=== Begin Enclosure ===
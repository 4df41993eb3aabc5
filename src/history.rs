// src/history.rs

//! Browsing runs left under the database directory.

use std::path::{Path, PathBuf};
use std::time::SystemTime;

use tracing::{debug, warn};

use crate::errors::Result;
use crate::fs::FileSystem;
use crate::materialize::patch::{RUNFLOW_SECTION, USER_QUERY_KEY};
use crate::workspace::{CONFIGS_DIR, WORKSPACE_DIR};

/// One past run, as far as its directory tree tells.
#[derive(Debug, Clone, PartialEq, Eq)]
pub struct RunSummary {
    pub id: String,
    pub modified: SystemTime,
    /// `[runflow].user_query` of the materialized configuration.
    pub query: Option<String>,
    /// Regular files directly inside `workspace_dir/`.
    pub files_count: usize,
    /// Any markdown file directly inside `workspace_dir/`.
    pub has_results: bool,
}

/// Every run under `database_dir` that has a workspace directory, most
/// recent first. A missing database directory yields an empty list.
pub fn list_runs(
    fs: &dyn FileSystem,
    database_dir: &Path,
    materialized_name: &str,
) -> Result<Vec<RunSummary>> {
    if !fs.is_dir(database_dir) {
        return Ok(Vec::new());
    }

    let mut runs = Vec::new();
    for run_dir in fs.read_dir(database_dir)? {
        if !fs.is_dir(&run_dir) {
            continue;
        }
        let workspace = run_dir.join(WORKSPACE_DIR);
        if !fs.is_dir(&workspace) {
            continue;
        }
        let Some(id) = run_dir.file_name().map(|n| n.to_string_lossy().into_owned()) else {
            continue;
        };

        let files = list_files(fs, &workspace)?;
        let has_results = files.iter().any(|f| {
            f.extension()
                .and_then(|e| e.to_str())
                .is_some_and(|e| e.eq_ignore_ascii_case("md"))
        });

        let modified = fs.modified(&run_dir).unwrap_or_else(|e| {
            warn!(run = %id, error = %e, "cannot read run directory mtime");
            SystemTime::UNIX_EPOCH
        });

        let config = run_dir.join(CONFIGS_DIR).join(materialized_name);
        runs.push(RunSummary {
            query: read_query(fs, &config),
            files_count: files.len(),
            has_results,
            modified,
            id,
        });
    }

    runs.sort_by(|a, b| b.modified.cmp(&a.modified).then_with(|| a.id.cmp(&b.id)));
    Ok(runs)
}

/// Regular files directly inside a run's workspace directory.
pub fn list_workspace_files(
    fs: &dyn FileSystem,
    database_dir: &Path,
    run_id: &str,
) -> Result<Vec<PathBuf>> {
    let workspace = database_dir.join(run_id).join(WORKSPACE_DIR);
    if !fs.is_dir(&workspace) {
        return Ok(Vec::new());
    }
    list_files(fs, &workspace)
}

/// File content, or a short markdown note when the file does not exist.
pub fn read_file(fs: &dyn FileSystem, path: &Path) -> Result<String> {
    if !fs.exists(path) {
        return Ok(format!(
            "# File Not Found\n\nThe file {} was not found.",
            path.display()
        ));
    }
    Ok(fs.read_to_string(path)?)
}

fn list_files(fs: &dyn FileSystem, dir: &Path) -> Result<Vec<PathBuf>> {
    Ok(fs
        .read_dir(dir)?
        .into_iter()
        .filter(|p| fs.is_file(p))
        .collect())
}

fn read_query(fs: &dyn FileSystem, config: &Path) -> Option<String> {
    if !fs.is_file(config) {
        return None;
    }
    let text = match fs.read_to_string(config) {
        Ok(text) => text,
        Err(e) => {
            warn!(config = ?config, error = %e, "cannot read materialized config");
            return None;
        }
    };
    match toml::from_str::<toml::Table>(&text) {
        Ok(table) => table
            .get(RUNFLOW_SECTION)
            .and_then(|section| section.get(USER_QUERY_KEY))
            .and_then(|value| value.as_str())
            .map(str::to_string),
        Err(e) => {
            debug!(config = ?config, error = %e, "materialized config is not valid TOML");
            None
        }
    }
}
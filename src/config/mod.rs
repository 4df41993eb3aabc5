// src/config/mod.rs

//! Launcher settings for evalrun.
//!
//! Responsibilities:
//! - Define the TOML-backed data model (`model.rs`).
//! - Load a settings file from disk (`loader.rs`).
//! - Validate basic invariants (`validate.rs`).

pub mod loader;
pub mod model;
pub mod validate;

pub use loader::{default_config_path, load_and_validate, load_from_path};
pub use model::{
    DisplaySection, EngineSection, LauncherConfig, PathsSection, RawLauncherConfig,
};
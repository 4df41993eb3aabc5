// src/fs/mock.rs

use super::FileSystem;
use anyhow::{anyhow, Result};
use std::collections::{HashMap, HashSet};
use std::path::{Path, PathBuf};
use std::sync::{Arc, Mutex};
use std::time::SystemTime;

#[derive(Debug, Clone)]
pub enum MockEntry {
    File(Vec<u8>),
    Dir(Vec<String>), // List of child names, in insertion order
}

#[derive(Debug, Default)]
struct MockState {
    entries: HashMap<PathBuf, MockEntry>,
    unreadable: HashSet<PathBuf>,
    modified: HashMap<PathBuf, SystemTime>,
}

/// In-memory filesystem.
///
/// `read_dir` returns children in insertion order, which makes
/// "first enumerated file" behaviour deterministic in tests.
#[derive(Debug, Clone, Default)]
pub struct MockFileSystem {
    state: Arc<Mutex<MockState>>,
}

impl MockFileSystem {
    pub fn new() -> Self {
        let mut state = MockState::default();
        // Ensure roots exist
        state.entries.insert(PathBuf::from("."), MockEntry::Dir(Vec::new()));
        state.entries.insert(PathBuf::from("/"), MockEntry::Dir(Vec::new()));

        Self {
            state: Arc::new(Mutex::new(state)),
        }
    }

    pub fn add_file(&self, path: impl AsRef<Path>, content: impl Into<Vec<u8>>) {
        let path = path.as_ref().to_path_buf();
        let mut state = self.state.lock().unwrap();
        state.entries.insert(path.clone(), MockEntry::File(content.into()));
        Self::link_to_parent(&mut state.entries, &path);
    }

    pub fn add_dir(&self, path: impl AsRef<Path>) {
        let mut state = self.state.lock().unwrap();
        Self::ensure_dir_entry(&mut state.entries, path.as_ref());
    }

    /// Keep the file listed, but make every read of it fail.
    pub fn add_unreadable_file(&self, path: impl AsRef<Path>) {
        let path = path.as_ref().to_path_buf();
        self.add_file(&path, Vec::new());
        self.state.lock().unwrap().unreadable.insert(path);
    }

    pub fn set_modified(&self, path: impl AsRef<Path>, time: SystemTime) {
        self.state
            .lock()
            .unwrap()
            .modified
            .insert(path.as_ref().to_path_buf(), time);
    }

    fn parent_of(path: &Path) -> Option<&Path> {
        path.parent().map(|parent| {
            if parent.as_os_str().is_empty() {
                Path::new(".")
            } else {
                parent
            }
        })
    }

    fn link_to_parent(entries: &mut HashMap<PathBuf, MockEntry>, path: &Path) {
        let Some(parent) = Self::parent_of(path) else {
            return;
        };
        if parent == path {
            return; // Avoid infinite loop at root
        }
        Self::ensure_dir_entry(entries, parent);
        if let Some(MockEntry::Dir(children)) = entries.get_mut(parent) {
            if let Some(name) = path.file_name().and_then(|n| n.to_str()) {
                if !children.iter().any(|c| c == name) {
                    children.push(name.to_string());
                }
            }
        }
    }

    fn ensure_dir_entry(entries: &mut HashMap<PathBuf, MockEntry>, path: &Path) {
        if !entries.contains_key(path) {
            entries.insert(path.to_path_buf(), MockEntry::Dir(Vec::new()));
            Self::link_to_parent(entries, path);
        }
    }
}

impl FileSystem for MockFileSystem {
    fn read_to_string(&self, path: &Path) -> Result<String> {
        let state = self.state.lock().unwrap();
        if state.unreadable.contains(path) {
            return Err(anyhow!("Permission denied: {:?}", path));
        }
        match state.entries.get(path) {
            Some(MockEntry::File(content)) => {
                String::from_utf8(content.clone()).map_err(|e| anyhow!("Invalid UTF-8: {}", e))
            }
            Some(MockEntry::Dir(_)) => Err(anyhow!("Is a directory: {:?}", path)),
            None => Err(anyhow!("File not found: {:?}", path)),
        }
    }

    fn write(&self, path: &Path, contents: &[u8]) -> Result<()> {
        if matches!(self.state.lock().unwrap().entries.get(path), Some(MockEntry::Dir(_))) {
            return Err(anyhow!("Is a directory: {:?}", path));
        }
        self.add_file(path, contents);
        Ok(())
    }

    fn copy(&self, from: &Path, to: &Path) -> Result<()> {
        let content = {
            let state = self.state.lock().unwrap();
            match state.entries.get(from) {
                Some(MockEntry::File(content)) => content.clone(),
                Some(MockEntry::Dir(_)) => return Err(anyhow!("Is a directory: {:?}", from)),
                None => return Err(anyhow!("File not found: {:?}", from)),
            }
        };
        self.write(to, &content)
    }

    fn create_dir_all(&self, path: &Path) -> Result<()> {
        let mut state = self.state.lock().unwrap();
        if let Some(MockEntry::File(_)) = state.entries.get(path) {
            return Err(anyhow!("File exists: {:?}", path));
        }
        Self::ensure_dir_entry(&mut state.entries, path);
        Ok(())
    }

    fn exists(&self, path: &Path) -> bool {
        let state = self.state.lock().unwrap();
        state.entries.contains_key(path)
    }

    fn is_file(&self, path: &Path) -> bool {
        let state = self.state.lock().unwrap();
        matches!(state.entries.get(path), Some(MockEntry::File(_)))
    }

    fn is_dir(&self, path: &Path) -> bool {
        let state = self.state.lock().unwrap();
        matches!(state.entries.get(path), Some(MockEntry::Dir(_)))
    }

    fn modified(&self, path: &Path) -> Result<SystemTime> {
        let state = self.state.lock().unwrap();
        if !state.entries.contains_key(path) {
            return Err(anyhow!("File not found: {:?}", path));
        }
        Ok(state
            .modified
            .get(path)
            .copied()
            .unwrap_or(SystemTime::UNIX_EPOCH))
    }

    fn read_dir(&self, path: &Path) -> Result<Vec<PathBuf>> {
        let state = self.state.lock().unwrap();
        match state.entries.get(path) {
            Some(MockEntry::Dir(children)) => {
                Ok(children.iter().map(|name| path.join(name)).collect())
            }
            _ => Err(anyhow!("Not a directory or not found: {:?}", path)),
        }
    }
}
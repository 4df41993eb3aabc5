// src/main.rs

use evalrun::{cli, logging, run};

#[tokio::main]
async fn main() {
    match run_main().await {
        Ok(code) => std::process::exit(code),
        Err(err) => {
            eprintln!("evalrun error: {err:?}");
            std::process::exit(1);
        }
    }
}

async fn run_main() -> anyhow::Result<i32> {
    let args = cli::parse();
    logging::init_logging(args.log_level)?;
    run(args).await
}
=== End Enclosure ===
■ **WHAT IS EXPECTED**: Which lines of the records above contain the word "Mutex"? Show each of them.

■ **WRITTEN SOLUTION**:
use std::sync::{Arc, Mutex};
    state: Arc<Mutex<MockState>>,
            state: Arc::new(Mutex::new(state)),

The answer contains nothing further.